[Start of section]

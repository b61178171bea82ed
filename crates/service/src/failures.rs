//! Partial-failure policy shared by the discovery and info fan-outs

use anchor_types::AnchorError;
use indexmap::IndexMap;
use std::fmt::Display;
use std::hash::Hash;
use tracing::warn;

/// A batch member whose failure was tolerated
#[derive(Debug)]
pub struct ItemFailure {
	/// Issuer account or transfer server URL
	pub key: String,
	pub error: AnchorError,
}

/// Split batch outcomes into successes and tolerated failures
///
/// `attempted` counts every batch member, including those that settled
/// without a value. When all of them failed, the first failure in input order
/// is handed to `total` and returned as the batch error.
pub(crate) fn apply_partial_failure_policy<K, T>(
	outcomes: IndexMap<K, Result<T, AnchorError>>,
	attempted: usize,
	total: impl FnOnce(usize, AnchorError) -> AnchorError,
) -> Result<(IndexMap<K, T>, Vec<ItemFailure>), AnchorError>
where
	K: Eq + Hash + Clone + Display,
{
	let mut successes = IndexMap::new();
	let mut failures = Vec::new();

	for (key, outcome) in outcomes {
		match outcome {
			Ok(value) => {
				successes.insert(key, value);
			},
			Err(error) => failures.push(ItemFailure {
				key: key.to_string(),
				error,
			}),
		}
	}

	if attempted > 0 && failures.len() == attempted {
		if let Some(first) = failures.into_iter().next() {
			warn!("All {} batch members failed, aborting", attempted);
			return Err(total(attempted, first.error));
		}
		return Ok((successes, Vec::new()));
	}

	for failure in &failures {
		warn!("Tolerating failure for {}: {}", failure.key, failure.error);
	}

	Ok((successes, failures))
}

#[cfg(test)]
mod tests {
	use super::*;

	fn ledger_error(issuer: &str) -> AnchorError {
		AnchorError::Ledger {
			issuer: issuer.to_string(),
			reason: "down".to_string(),
		}
	}

	fn wrap(count: usize, source: AnchorError) -> AnchorError {
		AnchorError::AllResolutionsFailed {
			count,
			source: Box::new(source),
		}
	}

	#[test]
	fn test_partial_failures_are_tolerated() {
		let outcomes: IndexMap<String, Result<u32, AnchorError>> = vec![
			("a".to_string(), Ok(1)),
			("b".to_string(), Err(ledger_error("b"))),
			("c".to_string(), Ok(3)),
		]
		.into_iter()
		.collect();

		let (successes, failures) = apply_partial_failure_policy(outcomes, 3, wrap).unwrap();

		assert_eq!(successes.len(), 2);
		assert_eq!(failures.len(), 1);
		assert_eq!(failures[0].key, "b");
	}

	#[test]
	fn test_total_failure_surfaces_first_error() {
		let outcomes: IndexMap<String, Result<u32, AnchorError>> = vec![
			("first".to_string(), Err(ledger_error("first"))),
			("second".to_string(), Err(ledger_error("second"))),
		]
		.into_iter()
		.collect();

		let err = apply_partial_failure_policy(outcomes, 2, wrap).unwrap_err();

		assert!(err.is_total_failure());
		assert!(matches!(err.root_cause(), AnchorError::Ledger { issuer, .. } if issuer == "first"));
	}

	#[test]
	fn test_members_without_value_are_not_failures() {
		// Two attempted, one settled with nothing, one failed
		let outcomes: IndexMap<String, Result<u32, AnchorError>> =
			vec![("b".to_string(), Err(ledger_error("b")))].into_iter().collect();

		let (successes, failures) = apply_partial_failure_policy(outcomes, 2, wrap).unwrap();

		assert!(successes.is_empty());
		assert_eq!(failures.len(), 1);
	}

	#[test]
	fn test_empty_batch_is_not_a_failure() {
		let outcomes: IndexMap<String, Result<u32, AnchorError>> = IndexMap::new();
		let (successes, failures) = apply_partial_failure_policy(outcomes, 0, wrap).unwrap();

		assert!(successes.is_empty());
		assert!(failures.is_empty());
	}
}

[End of section]

The reply should hold only the lines from the top of the records through the line that has "pub struct ItemFailure", each one exact.

repository b61178171bea82ed
filename crates/service/src/failures.rs
//! Partial-failure policy shared by the discovery and info fan-outs

use anchor_types::AnchorError;
use indexmap::IndexMap;
use std::fmt::Display;
use std::hash::Hash;
use tracing::warn;

/// A batch member whose failure was tolerated
#[derive(Debug)]
pub struct ItemFailure {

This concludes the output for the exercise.